The chord AB is 10 cm, the arc AB of the circle is 90 degrees. Find the length of the perpendicular drawn

The chord AB is 10 cm, the arc AB of the circle is 90 degrees. Find the length of the perpendicular drawn from the center of the circle to the chord AB.

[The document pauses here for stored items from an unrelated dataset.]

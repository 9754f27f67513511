//! Tab views for the six dashboard sections.

pub mod buying;
pub mod insights;
pub mod map_view;
pub mod overview;
pub mod renovation;
pub mod seasonality;

use egui::{Color32, RichText};

/// Highlight color for the benchmark region 98001.
pub const BENCHMARK_COLOR: Color32 = Color32::from_rgb(255, 107, 107);
/// Default bar color for regional comparisons.
pub const REGION_COLOR: Color32 = Color32::from_rgb(78, 205, 196);
/// ROI scatter points.
pub const ROI_COLOR: Color32 = Color32::from_rgb(46, 204, 113);
/// Condition-impact bars.
pub const CONDITION_COLOR: Color32 = Color32::from_rgb(135, 206, 235);
/// Grade-impact bars.
pub const GRADE_COLOR: Color32 = Color32::from_rgb(250, 128, 114);
/// Best-month-to-sell marker.
pub const SELL_COLOR: Color32 = Color32::from_rgb(220, 53, 69);
/// Best-month-to-buy marker.
pub const BUY_COLOR: Color32 = Color32::from_rgb(40, 167, 69);

pub const MONTH_NAMES: [&str; 12] = [
    "Jan", "Feb", "Mar", "Apr", "May", "Jun", "Jul", "Aug", "Sep", "Oct", "Nov", "Dec",
];

/// `1234567.8` -> `"$1,234,568"`.
pub fn format_money(value: f64) -> String {
    let rounded = value.round();
    let negative = rounded < 0.0;
    let digits = format!("{:.0}", rounded.abs());
    let mut grouped = String::with_capacity(digits.len() + digits.len() / 3 + 2);
    for (i, ch) in digits.chars().enumerate() {
        if i > 0 && (digits.len() - i) % 3 == 0 {
            grouped.push(',');
        }
        grouped.push(ch);
    }
    if negative {
        format!("-${grouped}")
    } else {
        format!("${grouped}")
    }
}

/// Format an optional percentage, rendering `None` as "N/A".
pub fn format_pct(value: Option<f64>) -> String {
    match value {
        Some(v) => format!("{v:.1}%"),
        None => "N/A".to_string(),
    }
}

/// Explicit empty-result state instead of an empty chart.
pub fn no_data_label(ui: &mut egui::Ui, message: &str) {
    ui.add_space(20.0);
    ui.vertical_centered(|ui| {
        ui.label(
            RichText::new(format!("🛈 {message}"))
                .size(15.0)
                .color(Color32::GRAY),
        );
    });
    ui.add_space(20.0);
}

pub fn section_heading(ui: &mut egui::Ui, text: &str) {
    ui.add_space(10.0);
    ui.label(RichText::new(text).size(16.0).strong());
    ui.add_space(6.0);
}

#[cfg(test)]
mod tests {
    use super::*;

    #[test]
    fn money_is_grouped_by_thousands() {
        assert_eq!(format_money(169100.0), "$169,100");
        assert_eq!(format_money(1_234_567.8), "$1,234,568");
        assert_eq!(format_money(950.0), "$950");
        assert_eq!(format_money(-25_000.0), "-$25,000");
    }

    #[test]
    fn missing_percentages_render_as_na() {
        assert_eq!(format_pct(Some(50.0)), "50.0%");
        assert_eq!(format_pct(None), "N/A");
    }
}
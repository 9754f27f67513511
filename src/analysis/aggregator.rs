//! Aggregator Module
//! Grouped descriptive statistics over the loaded dataset. All functions are
//! pure: records in, smaller tables out.

use crate::data::PropertyRecord;
use rayon::prelude::*;
use statrs::statistics::{Data, Distribution, Max, Median, Min};
use std::collections::HashMap;

/// Zipcode the investment analysis benchmarks against.
pub const BENCHMARK_ZIPCODE: i32 = 98001;

/// Market-wide descriptive statistics of the sale price.
#[derive(Debug, Clone, PartialEq)]
pub struct MarketSummary {
    pub count: usize,
    pub mean: f64,
    pub median: f64,
    pub std: f64,
    pub min: f64,
    pub max: f64,
}

fn grouped_mean<K, KeyFn, ValFn>(
    records: &[PropertyRecord],
    key_fn: KeyFn,
    val_fn: ValFn,
) -> HashMap<K, f64>
where
    K: std::hash::Hash + Eq,
    KeyFn: Fn(&PropertyRecord) -> K,
    ValFn: Fn(&PropertyRecord) -> f64,
{
    let mut sums: HashMap<K, (f64, usize)> = HashMap::new();
    for record in records {
        let entry = sums.entry(key_fn(record)).or_insert((0.0, 0));
        entry.0 += val_fn(record);
        entry.1 += 1;
    }
    sums.into_iter()
        .map(|(key, (sum, count))| (key, sum / count as f64))
        .collect()
}

/// Mean sale price per zipcode (linear space).
pub fn regional_mean_price(records: &[PropertyRecord]) -> HashMap<i32, f64> {
    grouped_mean(records, |r| r.zipcode, |r| r.price)
}

/// Mean of `log1p(price)` per zipcode. The buying-strategy comparison runs
/// in log space to reduce skew, then maps back with `expm1` for display.
pub fn regional_mean_log_price(records: &[PropertyRecord]) -> HashMap<i32, f64> {
    grouped_mean(records, |r| r.zipcode, |r| r.log_price())
}

/// Mean price per month for one year, sorted by month. Empty when the year
/// has no sales.
pub fn monthly_mean_price(records: &[PropertyRecord], year: i32) -> Vec<(u32, f64)> {
    let in_year: Vec<PropertyRecord> = records
        .iter()
        .filter(|r| r.year == year)
        .cloned()
        .collect();
    let mut months: Vec<(u32, f64)> = grouped_mean(&in_year, |r| r.month, |r| r.price)
        .into_iter()
        .collect();
    months.sort_by_key(|&(month, _)| month);
    months
}

/// Mean price per condition score, sorted by condition.
pub fn mean_price_by_condition(records: &[PropertyRecord]) -> Vec<(i64, f64)> {
    let mut rows: Vec<(i64, f64)> = grouped_mean(records, |r| r.condition, |r| r.price)
        .into_iter()
        .collect();
    rows.sort_by_key(|&(condition, _)| condition);
    rows
}

/// Mean price per construction grade, sorted by grade.
pub fn mean_price_by_grade(records: &[PropertyRecord]) -> Vec<(i64, f64)> {
    let mut rows: Vec<(i64, f64)> = grouped_mean(records, |r| r.grade, |r| r.price)
        .into_iter()
        .collect();
    rows.sort_by_key(|&(grade, _)| grade);
    rows
}

/// Years present in the dataset, ascending.
pub fn available_years(records: &[PropertyRecord]) -> Vec<i32> {
    let mut years: Vec<i32> = records.iter().map(|r| r.year).collect();
    years.sort_unstable();
    years.dedup();
    years
}

/// Per-zipcode, year-ordered percent change of the yearly mean price, as a
/// fraction (0.05 = +5%). The first observed year per zipcode has no previous
/// value and yields no entry, so it never drags down an average. Years whose
/// previous mean is non-positive are skipped the same way, keeping every
/// change value finite.
pub fn yearly_pct_change_by_zipcode(records: &[PropertyRecord]) -> HashMap<i32, Vec<(i32, f64)>> {
    let mut by_zipcode: HashMap<i32, Vec<&PropertyRecord>> = HashMap::new();
    for record in records {
        by_zipcode.entry(record.zipcode).or_default().push(record);
    }

    by_zipcode
        .into_par_iter()
        .map(|(zipcode, rows)| {
            let mut sums: HashMap<i32, (f64, usize)> = HashMap::new();
            for row in rows {
                let entry = sums.entry(row.year).or_insert((0.0, 0));
                entry.0 += row.price;
                entry.1 += 1;
            }
            let mut yearly: Vec<(i32, f64)> = sums
                .into_iter()
                .map(|(year, (sum, count))| (year, sum / count as f64))
                .collect();
            yearly.sort_by_key(|&(year, _)| year);

            // A non-positive previous mean has no meaningful relative change;
            // such pairs are skipped like the first observed year.
            let changes: Vec<(i32, f64)> = yearly
                .windows(2)
                .filter(|pair| pair[0].1 > 0.0)
                .map(|pair| (pair[1].0, (pair[1].1 - pair[0].1) / pair[0].1))
                .collect();
            (zipcode, changes)
        })
        .collect()
}

/// Mean yearly percent change per zipcode, descending. Zipcodes with a
/// single observed year have no change values and are excluded (the mean is
/// over available changes, never over all years).
pub fn mean_pct_change_ranking(records: &[PropertyRecord]) -> Vec<(i32, f64)> {
    let mut ranking: Vec<(i32, f64)> = yearly_pct_change_by_zipcode(records)
        .into_iter()
        .filter(|(_, changes)| !changes.is_empty())
        .map(|(zipcode, changes)| {
            let mean = changes.iter().map(|&(_, c)| c).sum::<f64>() / changes.len() as f64;
            (zipcode, mean)
        })
        .collect();
    ranking.sort_by(|a, b| b.1.partial_cmp(&a.1).unwrap_or(std::cmp::Ordering::Equal));
    ranking
}

/// Top `n` zipcodes by mean price, descending, with the benchmark zipcode
/// appended when it does not make the cut.
pub fn top_regions_with_benchmark(
    regional_means: &HashMap<i32, f64>,
    n: usize,
    benchmark: i32,
) -> Vec<(i32, f64)> {
    let mut regions: Vec<(i32, f64)> = regional_means
        .iter()
        .map(|(&zipcode, &mean)| (zipcode, mean))
        .collect();
    regions.sort_by(|a, b| b.1.partial_cmp(&a.1).unwrap_or(std::cmp::Ordering::Equal));
    regions.truncate(n);

    if !regions.iter().any(|&(zipcode, _)| zipcode == benchmark) {
        if let Some(&mean) = regional_means.get(&benchmark) {
            regions.push((benchmark, mean));
        }
    }
    regions
}

/// Count/mean/median/std of the sale price over the whole dataset.
pub fn market_summary(records: &[PropertyRecord]) -> MarketSummary {
    let prices: Vec<f64> = records.iter().map(|r| r.price).collect();
    let count = prices.len();
    if count == 0 {
        return MarketSummary {
            count: 0,
            mean: f64::NAN,
            median: f64::NAN,
            std: f64::NAN,
            min: f64::NAN,
            max: f64::NAN,
        };
    }

    let data = Data::new(prices);
    MarketSummary {
        count,
        mean: data.mean().unwrap_or(f64::NAN),
        median: data.median(),
        std: data.std_dev().unwrap_or(f64::NAN),
        min: data.min(),
        max: data.max(),
    }
}

#[cfg(test)]
mod tests {
    use super::*;
    use crate::data::test_support::record;
    use chrono::NaiveDate;

    fn record_in_year(row: usize, price: f64, zipcode: i32, year: i32) -> crate::data::PropertyRecord {
        let mut r = record(row, price, zipcode);
        r.year = year;
        r.date = NaiveDate::from_ymd_opt(year, 6, 15).unwrap();
        r
    }

    #[test]
    fn regional_mean_matches_mean_over_rows_sharing_the_zipcode() {
        let records = vec![
            record(0, 100_000.0, 98001),
            record(1, 300_000.0, 98001),
            record(2, 500_000.0, 98002),
        ];
        let means = regional_mean_price(&records);
        assert_eq!(means[&98001], 200_000.0);
        assert_eq!(means[&98002], 500_000.0);
    }

    #[test]
    fn log_means_round_trip_through_expm1() {
        let records = vec![record(0, 250_000.0, 98001)];
        let means = regional_mean_log_price(&records);
        let back = means[&98001].exp_m1();
        assert!((back - 250_000.0).abs() < 1e-6);
    }

    #[test]
    fn first_year_per_zipcode_is_excluded_from_pct_change() {
        let records = vec![
            record_in_year(0, 100_000.0, 98001, 2014),
            record_in_year(1, 110_000.0, 98001, 2015),
            // Single-year zipcode: no change values at all.
            record_in_year(2, 900_000.0, 98039, 2014),
        ];

        let changes = yearly_pct_change_by_zipcode(&records);
        assert_eq!(changes[&98001], vec![(2015, 0.1)]);
        assert!(changes[&98039].is_empty());

        let ranking = mean_pct_change_ranking(&records);
        assert_eq!(ranking.len(), 1);
        assert_eq!(ranking[0].0, 98001);
        assert!((ranking[0].1 - 0.1).abs() < 1e-12);
    }

    #[test]
    fn zero_price_previous_year_yields_no_change_value() {
        let records = vec![
            record_in_year(0, 0.0, 98001, 2014),
            record_in_year(1, 100_000.0, 98001, 2015),
            record_in_year(2, 150_000.0, 98001, 2016),
        ];

        let changes = yearly_pct_change_by_zipcode(&records);
        // 2014 -> 2015 is skipped (zero base); 2015 -> 2016 survives.
        assert_eq!(changes[&98001], vec![(2016, 0.5)]);
        assert!(changes[&98001].iter().all(|&(_, c)| c.is_finite()));

        let ranking = mean_pct_change_ranking(&records);
        assert!(ranking.iter().all(|&(_, mean)| mean.is_finite()));
    }

    #[test]
    fn monthly_means_cover_only_the_selected_year() {
        let mut january = record_in_year(0, 200_000.0, 98001, 2014);
        january.month = 1;
        let mut april = record_in_year(1, 400_000.0, 98001, 2014);
        april.month = 4;
        let other_year = record_in_year(2, 900_000.0, 98001, 2015);

        let months = monthly_mean_price(&[january, april, other_year], 2014);
        assert_eq!(months, vec![(1, 200_000.0), (4, 400_000.0)]);

        assert!(monthly_mean_price(&[], 2014).is_empty());
    }

    #[test]
    fn top_regions_always_include_the_benchmark() {
        let records = vec![
            record(0, 900_000.0, 98039),
            record(1, 800_000.0, 98004),
            record(2, 100_000.0, BENCHMARK_ZIPCODE),
        ];
        let means = regional_mean_price(&records);
        let top = top_regions_with_benchmark(&means, 2, BENCHMARK_ZIPCODE);

        assert_eq!(top.len(), 3);
        assert_eq!(top[0].0, 98039);
        assert_eq!(top.last().unwrap().0, BENCHMARK_ZIPCODE);
    }

    #[test]
    fn market_summary_reports_median_and_mean() {
        let records = vec![
            record(0, 100.0, 98001),
            record(1, 200.0, 98001),
            record(2, 600.0, 98002),
        ];
        let summary = market_summary(&records);
        assert_eq!(summary.count, 3);
        assert_eq!(summary.median, 200.0);
        assert!((summary.mean - 300.0).abs() < 1e-12);
        assert_eq!(summary.min, 100.0);
        assert_eq!(summary.max, 600.0);
    }
}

Let’s draw the segments OA and OB, the length of which is equal to the radius of the circle, then OA = OB, and the triangle AOB is isosceles.

Since the degree measure of the arc AB, by condition, is equal to 90, the central angle AOB will also be equal to 90, and the triangle AOB is rectangular and isosceles.

Then, by the Pythagorean theorem, OA ^ 2 + OB ^ 2 = AB ^ 2.

2 * OA ^ 2 = 10 ^ 2 = 100.

ОА = √50 = 5 * √2 cm.

The segment OH is the height and median of the triangle AOB, then AH = BH = AB / 2 = 10/2 = 5 cm.

In a right-angled triangle AOH, by Pifgor’s theorem, we define the leg OH.

OH ^ 2 = OA ^ 2 – AH ^ 2 = 50 – 25 = 25.

OH = 5 cm.

Answer: The length of the perpendicular is 5 cm.